For the occasional Friday when the air is down due to maintenance.. Harbor Freight.
It REALLY REALLY REALLY REALLY helps if you could say how much air you need..
If you have 3 air purge spindles that are using 14cfm each, a POS Harbor Freight compressor
for $150 isn't going to do it for you.
If you are changing tools on all your machines every 20 seconds probably not going to do it
for you..
Seriously.. I've run 3 Fadals and a Mazak lathe on a 21 gallon $150 compressor. If I'm doing a
lot of tool changes, it doesn't work so well.. so its 2 compressors. 1 for the lathe which has an
air chuck and an air over hydraulic turret, and air something or other going on in the tailstock, and
air to change gears. and one for the mills.
My big compressor died 3 years ago.. Actually the motor died, and I bought a new motor, but while waiting
for the motor to arrive I was using my little Craftsman backup, and that wasn't enough, so I bought a
POS 21 gallon 2.5hp from HF.. Then the craftsman puked.. And what do you know, the single HF POS ran
everything.
3.5 years later, I've bought 1 new motor for the big compressor (still not installed for $386?), and 3 21 gallon
POS's from HF, and 2 8gallon POS's from HF.. for a total of $650 in POS compressors.. Small compressors running
at a bit lower pressure.. I've taken $150 off my electric bill a month for 3.5 years.
A backup compressor(s) for occasional use doesn't need to be the latest and greatest and bestest thing.. It just
has to give you air to make it through the day.

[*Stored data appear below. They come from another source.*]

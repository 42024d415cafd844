//! hbt-sources
//!
//! Record Store Adapter boundary: one logical source per participant role,
//! each returning that participant's raw wire records.
//!
//! This crate does **not** normalize or merge. Callers (the engine) hand the
//! raw records to `hbt_reconcile::normalize_record` with the source's role as
//! the hint, so a source can never speak for another participant.

use std::fmt;
use std::sync::Arc;

use anyhow::Result;

use hbt_config::{resolve_source_token, SourceKind, SourceSpec};
use hbt_reconcile::{decode_raw_records, RawBatchRecord, RecordAdapterError};
use hbt_schemas::SourceRole;

mod http;
mod json_file;
mod memory;

pub use http::HttpSource;
pub use json_file::JsonFileSource;
pub use memory::InMemorySource;

// ---------------------------------------------------------------------------
// Error type
// ---------------------------------------------------------------------------

/// Errors a [`RecordSource`] may return. Every variant is transient from the
/// engine's point of view: the source is skipped for this cycle.
#[derive(Debug)]
pub enum SourceError {
    /// The backing store is not reachable right now.
    Unavailable(String),
    /// Network or transport failure.
    Transport(String),
    /// The upstream answered with a non-success status.
    Api { status: u16, message: String },
    /// The payload could not be decoded as records.
    Decode(String),
}

impl fmt::Display for SourceError {
    fn fmt(&self, f: &mut fmt::Formatter<'_>) -> fmt::Result {
        match self {
            SourceError::Unavailable(msg) => write!(f, "source unavailable: {msg}"),
            SourceError::Transport(msg) => write!(f, "transport error: {msg}"),
            SourceError::Api { status, message } => {
                write!(f, "source api error status={status}: {message}")
            }
            SourceError::Decode(msg) => write!(f, "decode error: {msg}"),
        }
    }
}

impl std::error::Error for SourceError {}

// ---------------------------------------------------------------------------
// Fetch result
// ---------------------------------------------------------------------------

/// One fetch from a source. Items that did not decode as records are
/// reported in `malformed`; the rest of the payload still comes through.
#[derive(Debug, Clone, Default, PartialEq)]
pub struct FetchedRecords {
    pub records: Vec<RawBatchRecord>,
    pub malformed: Vec<RecordAdapterError>,
}

impl FetchedRecords {
    pub fn len(&self) -> usize {
        self.records.len() + self.malformed.len()
    }

    pub fn is_empty(&self) -> bool {
        self.len() == 0
    }
}

impl From<Vec<RawBatchRecord>> for FetchedRecords {
    fn from(records: Vec<RawBatchRecord>) -> Self {
        Self {
            records,
            malformed: Vec::new(),
        }
    }
}

// ---------------------------------------------------------------------------
// Source trait
// ---------------------------------------------------------------------------

/// Per-participant record store.
///
/// Object safe so callers can hold `Arc<dyn RecordSource>`; `Send + Sync`
/// so fetches can run concurrently on the runtime.
#[async_trait::async_trait]
pub trait RecordSource: Send + Sync {
    /// Participant this source speaks for.
    fn role(&self) -> SourceRole;

    /// Human-readable name for logs (e.g. `"json_file:data/lab.json"`).
    fn name(&self) -> String;

    /// Every record currently held by the source, in source order. A
    /// payload that is unreadable as a whole is an error; single bad items
    /// are not.
    async fn fetch_records(&self) -> Result<FetchedRecords, SourceError>;
}

/// Decode a source payload: an array of records, a single record, or an
/// object wrapping the array under `records`. Items are decoded one by one.
pub(crate) fn decode_records(body: serde_json::Value) -> Result<FetchedRecords, SourceError> {
    let items = match body {
        serde_json::Value::Array(items) => items,
        serde_json::Value::Object(mut map) => match map.remove("records") {
            Some(serde_json::Value::Array(items)) => items,
            Some(other) => {
                return Err(SourceError::Decode(format!(
                    "`records` must be an array, got {other}"
                )))
            }
            None => vec![serde_json::Value::Object(map)],
        },
        other => {
            return Err(SourceError::Decode(format!(
                "expected record array or object, got {other}"
            )))
        }
    };
    let (records, malformed) = decode_raw_records(items);
    Ok(FetchedRecords { records, malformed })
}

/// Build the configured resync sources, resolving HTTP tokens from the
/// environment once, here.
pub fn build_sources(specs: &[SourceSpec]) -> Result<Vec<Arc<dyn RecordSource>>> {
    let mut out: Vec<Arc<dyn RecordSource>> = Vec::with_capacity(specs.len());
    for spec in specs {
        let source: Arc<dyn RecordSource> = match &spec.kind {
            SourceKind::JsonFile { path } => Arc::new(JsonFileSource::new(spec.role, path)),
            SourceKind::Http { url, .. } => {
                let token = resolve_source_token(spec)?;
                Arc::new(HttpSource::new(spec.role, url.clone(), token))
            }
        };
        out.push(source);
    }
    Ok(out)
}

#[cfg(test)]
mod tests {
    use super::*;
    use serde_json::json;

    #[test]
    fn decode_accepts_array_single_and_wrapped() {
        assert_eq!(decode_records(json!([{"qrCode": "A"}, {"qrCode": "B"}])).unwrap().len(), 2);
        assert_eq!(decode_records(json!({"qrCode": "A"})).unwrap().len(), 1);
        assert_eq!(
            decode_records(json!({"records": [{"qrCode": "A"}]})).unwrap().records[0]
                .qr_code
                .as_deref(),
            Some("A")
        );
    }

    #[test]
    fn decode_keeps_good_items_next_to_a_wrong_typed_one() {
        let fetched = decode_records(json!({"records": [
            {"qrCode": "A", "status": "tested"},
            {"qrCode": 12345},
            {"qrCode": "B"},
        ]}))
        .unwrap();
        assert_eq!(fetched.len(), 3);
        let kept: Vec<_> = fetched.records.iter().filter_map(|r| r.qr_code.as_deref()).collect();
        assert_eq!(kept, vec!["A", "B"]);
        assert!(matches!(
            fetched.malformed.as_slice(),
            [RecordAdapterError::Undecodable { index: 1, .. }]
        ));
    }

    #[test]
    fn decode_rejects_scalars() {
        assert!(matches!(decode_records(json!(42)), Err(SourceError::Decode(_))));
        assert!(matches!(
            decode_records(json!({"records": "nope"})),
            Err(SourceError::Decode(_))
        ));
    }

    #[test]
    fn build_sources_maps_specs_to_roles() {
        let specs = vec![
            SourceSpec {
                role: SourceRole::Originator,
                kind: SourceKind::JsonFile {
                    path: "collections.json".into(),
                },
            },
            SourceSpec {
                role: SourceRole::Laboratory,
                kind: SourceKind::Http {
                    url: "http://lab.local/records".into(),
                    token_env: None,
                },
            },
        ];
        let sources = build_sources(&specs).unwrap();
        assert_eq!(sources.len(), 2);
        assert_eq!(sources[0].role(), SourceRole::Originator);
        assert_eq!(sources[1].role(), SourceRole::Laboratory);
        assert!(sources[1].name().starts_with("http:"));
    }

    #[test]
    fn source_error_display() {
        let err = SourceError::Api {
            status: 503,
            message: "maintenance".into(),
        };
        assert_eq!(err.to_string(), "source api error status=503: maintenance");
    }
}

I would suggest hooking up your airlines so you still have access to
an air dryer, with adequate shutoffs and bypasses so you aren't trying to fill a million gallon tank with a small compressor.
I would suggest shut offs and bypasses no matter what.. Ever had to shut the entire shop down for 3 hours because the
air dryer froze up and you didn't plumb in a by-pass, and the back up compressor was also upstream of the air dryer?